**ACTIVITY**. State how many lines of the records contain the string "struct", and give no other information.

++++ DATASET ENTRIES ++++

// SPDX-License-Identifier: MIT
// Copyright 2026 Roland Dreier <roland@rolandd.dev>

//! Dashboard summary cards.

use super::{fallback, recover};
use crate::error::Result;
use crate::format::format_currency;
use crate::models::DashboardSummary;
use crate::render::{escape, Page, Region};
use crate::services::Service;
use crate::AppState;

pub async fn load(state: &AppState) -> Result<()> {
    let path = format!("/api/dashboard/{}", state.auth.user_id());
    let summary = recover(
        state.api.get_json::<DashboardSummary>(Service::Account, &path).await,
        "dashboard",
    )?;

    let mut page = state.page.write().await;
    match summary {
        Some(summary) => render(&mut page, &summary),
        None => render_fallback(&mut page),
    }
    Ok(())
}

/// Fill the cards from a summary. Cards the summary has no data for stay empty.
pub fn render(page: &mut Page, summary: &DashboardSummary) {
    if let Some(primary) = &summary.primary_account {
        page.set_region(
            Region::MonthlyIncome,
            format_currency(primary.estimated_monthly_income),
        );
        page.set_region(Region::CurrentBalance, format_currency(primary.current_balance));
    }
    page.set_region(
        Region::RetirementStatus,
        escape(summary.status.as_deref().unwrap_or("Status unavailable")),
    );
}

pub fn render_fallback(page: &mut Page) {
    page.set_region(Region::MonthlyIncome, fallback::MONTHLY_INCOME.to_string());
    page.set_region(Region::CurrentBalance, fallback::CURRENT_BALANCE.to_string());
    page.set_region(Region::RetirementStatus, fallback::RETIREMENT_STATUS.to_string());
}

++++
++++ DATASET ENTRIES ++++

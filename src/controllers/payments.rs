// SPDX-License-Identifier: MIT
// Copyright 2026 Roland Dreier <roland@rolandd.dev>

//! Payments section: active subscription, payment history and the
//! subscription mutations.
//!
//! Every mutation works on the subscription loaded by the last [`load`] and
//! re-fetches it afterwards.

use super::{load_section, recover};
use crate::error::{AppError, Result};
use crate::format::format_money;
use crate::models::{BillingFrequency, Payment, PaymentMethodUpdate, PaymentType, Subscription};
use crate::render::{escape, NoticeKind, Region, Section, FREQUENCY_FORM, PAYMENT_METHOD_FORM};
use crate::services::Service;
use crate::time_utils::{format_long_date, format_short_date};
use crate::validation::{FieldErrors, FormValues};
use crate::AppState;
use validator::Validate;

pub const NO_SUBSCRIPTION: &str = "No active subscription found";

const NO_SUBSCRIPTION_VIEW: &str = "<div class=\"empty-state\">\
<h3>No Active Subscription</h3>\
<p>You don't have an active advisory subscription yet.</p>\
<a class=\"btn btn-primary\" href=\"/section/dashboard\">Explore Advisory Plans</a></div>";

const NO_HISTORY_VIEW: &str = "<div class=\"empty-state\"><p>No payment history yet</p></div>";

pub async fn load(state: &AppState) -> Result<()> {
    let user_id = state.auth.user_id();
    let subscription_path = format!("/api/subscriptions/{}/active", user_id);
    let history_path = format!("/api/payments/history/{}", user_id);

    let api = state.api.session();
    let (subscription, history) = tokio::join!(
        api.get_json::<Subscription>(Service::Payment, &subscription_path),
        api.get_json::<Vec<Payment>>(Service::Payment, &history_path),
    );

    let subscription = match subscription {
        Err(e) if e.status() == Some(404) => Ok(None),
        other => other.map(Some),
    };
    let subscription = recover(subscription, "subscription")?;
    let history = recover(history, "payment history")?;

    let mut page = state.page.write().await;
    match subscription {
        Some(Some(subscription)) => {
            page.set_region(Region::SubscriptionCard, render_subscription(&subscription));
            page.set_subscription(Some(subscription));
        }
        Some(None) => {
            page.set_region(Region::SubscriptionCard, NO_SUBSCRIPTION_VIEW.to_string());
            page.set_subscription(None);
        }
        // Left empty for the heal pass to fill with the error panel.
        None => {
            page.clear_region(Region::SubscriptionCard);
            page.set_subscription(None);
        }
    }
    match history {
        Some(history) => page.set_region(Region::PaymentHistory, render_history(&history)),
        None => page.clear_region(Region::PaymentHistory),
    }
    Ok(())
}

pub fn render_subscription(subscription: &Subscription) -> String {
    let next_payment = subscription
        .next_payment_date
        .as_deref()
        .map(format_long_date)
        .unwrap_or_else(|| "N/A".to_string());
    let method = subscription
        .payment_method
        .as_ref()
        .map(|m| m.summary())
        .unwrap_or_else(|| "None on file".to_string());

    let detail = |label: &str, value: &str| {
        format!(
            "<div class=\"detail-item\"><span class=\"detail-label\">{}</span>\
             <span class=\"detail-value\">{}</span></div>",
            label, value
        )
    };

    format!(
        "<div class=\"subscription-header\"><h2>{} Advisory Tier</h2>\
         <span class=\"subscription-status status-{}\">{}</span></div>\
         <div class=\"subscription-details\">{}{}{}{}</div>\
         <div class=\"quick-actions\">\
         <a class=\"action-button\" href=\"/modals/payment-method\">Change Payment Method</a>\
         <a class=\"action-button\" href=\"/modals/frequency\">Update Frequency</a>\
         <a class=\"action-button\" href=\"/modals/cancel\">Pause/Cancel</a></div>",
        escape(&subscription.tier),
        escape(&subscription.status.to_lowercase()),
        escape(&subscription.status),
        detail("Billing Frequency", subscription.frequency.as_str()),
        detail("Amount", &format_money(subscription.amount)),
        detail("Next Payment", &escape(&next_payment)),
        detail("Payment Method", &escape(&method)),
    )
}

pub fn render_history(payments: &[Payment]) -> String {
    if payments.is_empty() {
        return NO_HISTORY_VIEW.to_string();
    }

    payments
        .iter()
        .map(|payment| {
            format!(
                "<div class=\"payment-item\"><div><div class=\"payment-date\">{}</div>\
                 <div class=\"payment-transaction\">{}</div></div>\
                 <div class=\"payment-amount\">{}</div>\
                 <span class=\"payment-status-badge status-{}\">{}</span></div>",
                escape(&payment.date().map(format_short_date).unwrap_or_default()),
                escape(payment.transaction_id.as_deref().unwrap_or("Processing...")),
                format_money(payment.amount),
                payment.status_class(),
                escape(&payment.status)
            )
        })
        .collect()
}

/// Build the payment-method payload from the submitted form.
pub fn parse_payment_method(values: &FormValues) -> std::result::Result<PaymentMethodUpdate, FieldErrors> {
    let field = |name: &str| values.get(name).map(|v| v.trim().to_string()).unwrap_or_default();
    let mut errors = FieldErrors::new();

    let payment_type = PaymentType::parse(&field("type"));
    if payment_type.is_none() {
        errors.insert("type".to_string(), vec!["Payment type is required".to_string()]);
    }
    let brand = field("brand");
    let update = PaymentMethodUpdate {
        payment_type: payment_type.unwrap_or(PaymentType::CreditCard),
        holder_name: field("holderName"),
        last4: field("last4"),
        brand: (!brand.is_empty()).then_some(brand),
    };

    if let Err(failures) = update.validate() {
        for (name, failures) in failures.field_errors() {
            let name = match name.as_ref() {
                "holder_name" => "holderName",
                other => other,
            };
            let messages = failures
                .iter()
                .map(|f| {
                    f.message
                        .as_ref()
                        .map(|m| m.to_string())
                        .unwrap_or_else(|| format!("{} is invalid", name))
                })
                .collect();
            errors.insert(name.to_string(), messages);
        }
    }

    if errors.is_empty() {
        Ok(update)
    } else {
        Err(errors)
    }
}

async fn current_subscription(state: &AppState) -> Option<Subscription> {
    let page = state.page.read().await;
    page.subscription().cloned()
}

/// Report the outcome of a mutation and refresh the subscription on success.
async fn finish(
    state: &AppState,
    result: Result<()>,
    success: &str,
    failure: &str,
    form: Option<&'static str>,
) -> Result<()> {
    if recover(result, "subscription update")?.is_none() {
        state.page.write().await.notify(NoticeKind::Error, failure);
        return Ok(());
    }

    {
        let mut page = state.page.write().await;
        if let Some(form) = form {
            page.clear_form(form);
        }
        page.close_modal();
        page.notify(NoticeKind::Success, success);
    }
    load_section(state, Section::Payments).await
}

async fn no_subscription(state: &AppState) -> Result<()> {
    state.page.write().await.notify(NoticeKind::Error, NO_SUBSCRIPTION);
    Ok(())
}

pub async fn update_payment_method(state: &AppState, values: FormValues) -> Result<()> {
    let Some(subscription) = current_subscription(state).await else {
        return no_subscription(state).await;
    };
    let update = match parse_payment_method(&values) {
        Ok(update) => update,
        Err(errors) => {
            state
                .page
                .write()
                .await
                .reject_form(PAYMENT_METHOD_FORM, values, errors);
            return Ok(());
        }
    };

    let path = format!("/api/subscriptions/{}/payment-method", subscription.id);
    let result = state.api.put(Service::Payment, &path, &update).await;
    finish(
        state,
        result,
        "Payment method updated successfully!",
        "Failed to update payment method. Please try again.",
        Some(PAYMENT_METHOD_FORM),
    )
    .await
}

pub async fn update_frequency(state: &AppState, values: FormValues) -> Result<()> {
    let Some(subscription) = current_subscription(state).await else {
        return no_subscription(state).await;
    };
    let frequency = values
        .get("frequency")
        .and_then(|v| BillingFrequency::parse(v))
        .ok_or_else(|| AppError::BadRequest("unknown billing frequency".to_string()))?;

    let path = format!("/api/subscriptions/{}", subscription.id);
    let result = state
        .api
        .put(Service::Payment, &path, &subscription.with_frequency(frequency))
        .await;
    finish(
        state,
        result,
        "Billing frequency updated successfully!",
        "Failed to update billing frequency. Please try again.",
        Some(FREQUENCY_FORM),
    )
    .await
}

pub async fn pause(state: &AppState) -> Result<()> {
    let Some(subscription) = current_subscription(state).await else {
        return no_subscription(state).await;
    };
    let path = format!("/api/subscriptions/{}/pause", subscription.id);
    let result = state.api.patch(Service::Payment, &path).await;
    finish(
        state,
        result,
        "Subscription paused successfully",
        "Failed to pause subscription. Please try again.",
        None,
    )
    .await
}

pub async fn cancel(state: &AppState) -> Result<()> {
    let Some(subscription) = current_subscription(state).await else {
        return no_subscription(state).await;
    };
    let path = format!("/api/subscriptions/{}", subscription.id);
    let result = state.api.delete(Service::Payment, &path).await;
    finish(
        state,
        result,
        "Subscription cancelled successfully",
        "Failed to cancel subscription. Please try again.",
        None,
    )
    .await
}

++++
++++ DATASET ENTRIES ++++

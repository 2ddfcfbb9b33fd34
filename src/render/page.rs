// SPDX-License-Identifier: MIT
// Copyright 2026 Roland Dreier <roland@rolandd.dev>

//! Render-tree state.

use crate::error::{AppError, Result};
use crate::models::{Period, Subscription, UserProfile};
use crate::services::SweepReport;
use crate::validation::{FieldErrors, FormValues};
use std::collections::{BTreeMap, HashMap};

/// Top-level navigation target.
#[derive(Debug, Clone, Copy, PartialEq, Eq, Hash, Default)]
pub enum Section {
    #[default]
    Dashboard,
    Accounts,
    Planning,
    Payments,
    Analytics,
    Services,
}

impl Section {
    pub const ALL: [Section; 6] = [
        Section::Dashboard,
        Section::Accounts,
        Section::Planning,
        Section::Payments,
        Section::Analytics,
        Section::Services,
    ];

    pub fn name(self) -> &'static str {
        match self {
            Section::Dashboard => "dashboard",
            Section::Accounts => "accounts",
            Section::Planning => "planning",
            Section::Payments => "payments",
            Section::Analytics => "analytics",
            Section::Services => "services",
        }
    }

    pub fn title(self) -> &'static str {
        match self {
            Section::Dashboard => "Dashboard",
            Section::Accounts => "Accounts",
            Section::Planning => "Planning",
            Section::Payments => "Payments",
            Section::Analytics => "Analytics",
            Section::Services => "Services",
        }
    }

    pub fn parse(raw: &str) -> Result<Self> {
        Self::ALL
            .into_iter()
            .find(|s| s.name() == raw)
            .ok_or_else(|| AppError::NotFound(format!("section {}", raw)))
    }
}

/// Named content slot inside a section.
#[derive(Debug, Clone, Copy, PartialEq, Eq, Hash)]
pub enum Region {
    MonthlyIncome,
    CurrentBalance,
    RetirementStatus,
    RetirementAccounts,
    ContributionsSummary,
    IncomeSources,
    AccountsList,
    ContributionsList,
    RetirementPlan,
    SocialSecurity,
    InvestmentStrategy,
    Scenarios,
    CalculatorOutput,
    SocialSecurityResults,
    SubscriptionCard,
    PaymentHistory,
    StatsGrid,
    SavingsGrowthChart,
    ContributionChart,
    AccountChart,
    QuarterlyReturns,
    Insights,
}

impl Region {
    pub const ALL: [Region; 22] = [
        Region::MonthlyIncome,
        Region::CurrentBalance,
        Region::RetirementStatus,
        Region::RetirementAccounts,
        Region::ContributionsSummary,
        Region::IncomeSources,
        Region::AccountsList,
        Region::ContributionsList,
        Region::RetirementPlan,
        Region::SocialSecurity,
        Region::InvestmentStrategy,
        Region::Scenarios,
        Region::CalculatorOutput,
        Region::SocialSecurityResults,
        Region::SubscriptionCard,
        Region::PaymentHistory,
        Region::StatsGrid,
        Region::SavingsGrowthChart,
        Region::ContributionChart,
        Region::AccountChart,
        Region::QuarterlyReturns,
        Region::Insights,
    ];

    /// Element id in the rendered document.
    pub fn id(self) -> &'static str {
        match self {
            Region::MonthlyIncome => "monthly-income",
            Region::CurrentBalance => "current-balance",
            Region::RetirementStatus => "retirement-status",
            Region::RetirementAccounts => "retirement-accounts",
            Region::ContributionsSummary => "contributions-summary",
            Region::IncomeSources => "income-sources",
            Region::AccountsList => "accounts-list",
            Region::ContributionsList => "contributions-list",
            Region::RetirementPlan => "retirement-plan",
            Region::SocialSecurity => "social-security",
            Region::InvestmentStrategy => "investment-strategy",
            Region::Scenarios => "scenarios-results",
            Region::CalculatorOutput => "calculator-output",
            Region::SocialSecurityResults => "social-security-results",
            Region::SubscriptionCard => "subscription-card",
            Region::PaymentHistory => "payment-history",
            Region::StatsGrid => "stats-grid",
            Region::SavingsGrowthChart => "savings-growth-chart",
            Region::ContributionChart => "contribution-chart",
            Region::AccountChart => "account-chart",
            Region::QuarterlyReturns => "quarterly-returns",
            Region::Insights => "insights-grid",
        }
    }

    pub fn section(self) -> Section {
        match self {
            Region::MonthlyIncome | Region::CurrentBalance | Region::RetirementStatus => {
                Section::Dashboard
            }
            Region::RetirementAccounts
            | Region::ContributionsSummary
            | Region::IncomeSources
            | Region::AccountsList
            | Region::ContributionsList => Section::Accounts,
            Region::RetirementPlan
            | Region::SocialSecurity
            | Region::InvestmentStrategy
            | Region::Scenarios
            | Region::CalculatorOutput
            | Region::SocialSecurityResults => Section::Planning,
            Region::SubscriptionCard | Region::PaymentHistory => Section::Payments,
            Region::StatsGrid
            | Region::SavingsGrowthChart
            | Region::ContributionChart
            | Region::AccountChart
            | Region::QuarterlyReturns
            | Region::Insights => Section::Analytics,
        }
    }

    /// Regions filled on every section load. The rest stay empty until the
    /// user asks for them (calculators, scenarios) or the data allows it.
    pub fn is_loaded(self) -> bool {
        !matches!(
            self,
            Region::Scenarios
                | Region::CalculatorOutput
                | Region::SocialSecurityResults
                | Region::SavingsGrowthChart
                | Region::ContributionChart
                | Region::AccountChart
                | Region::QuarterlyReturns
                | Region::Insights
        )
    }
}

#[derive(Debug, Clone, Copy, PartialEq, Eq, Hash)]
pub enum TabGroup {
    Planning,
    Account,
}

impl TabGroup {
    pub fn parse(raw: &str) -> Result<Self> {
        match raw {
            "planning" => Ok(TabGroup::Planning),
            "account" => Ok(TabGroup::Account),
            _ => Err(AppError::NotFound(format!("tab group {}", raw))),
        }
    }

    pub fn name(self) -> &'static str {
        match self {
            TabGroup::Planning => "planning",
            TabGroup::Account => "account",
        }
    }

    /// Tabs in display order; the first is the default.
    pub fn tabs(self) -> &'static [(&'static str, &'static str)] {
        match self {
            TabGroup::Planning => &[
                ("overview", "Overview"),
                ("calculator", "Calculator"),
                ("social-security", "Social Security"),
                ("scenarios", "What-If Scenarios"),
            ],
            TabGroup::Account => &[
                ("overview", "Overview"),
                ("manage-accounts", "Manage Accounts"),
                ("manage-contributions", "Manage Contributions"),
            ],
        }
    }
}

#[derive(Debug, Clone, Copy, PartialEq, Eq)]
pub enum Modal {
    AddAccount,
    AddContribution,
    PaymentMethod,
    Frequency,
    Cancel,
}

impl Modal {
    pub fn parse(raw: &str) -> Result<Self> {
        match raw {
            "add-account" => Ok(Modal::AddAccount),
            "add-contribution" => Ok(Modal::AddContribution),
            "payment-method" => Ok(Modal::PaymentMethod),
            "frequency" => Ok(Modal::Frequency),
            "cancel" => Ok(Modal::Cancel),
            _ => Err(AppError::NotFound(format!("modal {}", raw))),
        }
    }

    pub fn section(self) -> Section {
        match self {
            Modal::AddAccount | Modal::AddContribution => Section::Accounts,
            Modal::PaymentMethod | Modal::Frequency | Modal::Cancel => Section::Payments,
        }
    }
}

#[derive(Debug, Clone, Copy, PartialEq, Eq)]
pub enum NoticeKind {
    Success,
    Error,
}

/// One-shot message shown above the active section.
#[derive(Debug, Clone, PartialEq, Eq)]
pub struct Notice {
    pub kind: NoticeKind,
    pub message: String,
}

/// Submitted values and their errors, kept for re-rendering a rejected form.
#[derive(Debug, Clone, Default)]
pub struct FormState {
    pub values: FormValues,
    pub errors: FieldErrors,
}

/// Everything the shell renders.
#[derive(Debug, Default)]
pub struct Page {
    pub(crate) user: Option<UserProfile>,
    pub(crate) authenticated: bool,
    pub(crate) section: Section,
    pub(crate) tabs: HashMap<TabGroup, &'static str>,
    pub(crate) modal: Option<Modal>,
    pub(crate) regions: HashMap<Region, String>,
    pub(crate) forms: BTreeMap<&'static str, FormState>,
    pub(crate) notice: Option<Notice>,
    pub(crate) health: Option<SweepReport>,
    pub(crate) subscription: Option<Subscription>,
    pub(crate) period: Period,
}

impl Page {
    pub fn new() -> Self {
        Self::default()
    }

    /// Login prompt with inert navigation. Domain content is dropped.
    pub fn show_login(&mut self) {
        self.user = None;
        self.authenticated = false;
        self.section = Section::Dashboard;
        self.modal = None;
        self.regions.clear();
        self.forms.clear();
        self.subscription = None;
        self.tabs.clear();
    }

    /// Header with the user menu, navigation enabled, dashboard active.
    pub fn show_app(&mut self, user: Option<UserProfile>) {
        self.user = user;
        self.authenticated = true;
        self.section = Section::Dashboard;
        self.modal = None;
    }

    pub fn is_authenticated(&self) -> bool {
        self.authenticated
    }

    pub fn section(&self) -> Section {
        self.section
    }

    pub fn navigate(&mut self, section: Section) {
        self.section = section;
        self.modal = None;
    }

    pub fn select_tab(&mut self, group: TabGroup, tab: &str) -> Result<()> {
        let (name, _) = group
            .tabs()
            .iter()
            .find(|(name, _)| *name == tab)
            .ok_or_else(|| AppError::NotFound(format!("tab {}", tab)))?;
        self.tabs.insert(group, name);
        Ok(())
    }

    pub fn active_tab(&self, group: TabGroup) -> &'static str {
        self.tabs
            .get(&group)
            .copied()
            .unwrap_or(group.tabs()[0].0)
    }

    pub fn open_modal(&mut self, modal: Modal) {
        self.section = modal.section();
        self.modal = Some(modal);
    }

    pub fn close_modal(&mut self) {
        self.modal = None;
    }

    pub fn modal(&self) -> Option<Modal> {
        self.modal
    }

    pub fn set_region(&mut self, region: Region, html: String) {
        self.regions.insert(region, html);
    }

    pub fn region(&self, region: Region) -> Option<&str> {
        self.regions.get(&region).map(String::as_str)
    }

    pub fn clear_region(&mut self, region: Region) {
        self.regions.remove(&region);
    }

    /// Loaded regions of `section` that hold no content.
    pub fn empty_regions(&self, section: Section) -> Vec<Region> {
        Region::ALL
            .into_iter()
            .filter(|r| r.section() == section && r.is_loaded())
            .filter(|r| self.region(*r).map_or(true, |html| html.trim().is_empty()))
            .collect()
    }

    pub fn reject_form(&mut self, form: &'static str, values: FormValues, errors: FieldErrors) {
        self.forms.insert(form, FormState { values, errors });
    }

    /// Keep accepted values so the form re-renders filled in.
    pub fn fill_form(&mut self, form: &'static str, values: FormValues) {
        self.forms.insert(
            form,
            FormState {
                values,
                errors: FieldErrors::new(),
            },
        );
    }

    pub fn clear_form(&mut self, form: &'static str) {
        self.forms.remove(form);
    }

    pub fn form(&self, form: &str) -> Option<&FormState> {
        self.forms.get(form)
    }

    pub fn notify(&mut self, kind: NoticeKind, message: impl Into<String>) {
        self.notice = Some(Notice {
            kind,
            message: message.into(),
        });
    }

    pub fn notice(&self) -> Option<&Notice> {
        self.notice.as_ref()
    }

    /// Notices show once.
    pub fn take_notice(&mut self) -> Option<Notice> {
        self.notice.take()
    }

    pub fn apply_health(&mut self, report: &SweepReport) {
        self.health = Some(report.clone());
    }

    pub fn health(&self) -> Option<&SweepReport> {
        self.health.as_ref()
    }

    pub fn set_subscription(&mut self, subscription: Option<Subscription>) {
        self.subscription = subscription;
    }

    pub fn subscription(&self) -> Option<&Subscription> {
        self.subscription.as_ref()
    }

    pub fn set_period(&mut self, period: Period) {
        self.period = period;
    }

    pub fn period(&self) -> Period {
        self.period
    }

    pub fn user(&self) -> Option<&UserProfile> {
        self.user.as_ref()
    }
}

++++

**EXERCISE RESULT**. 3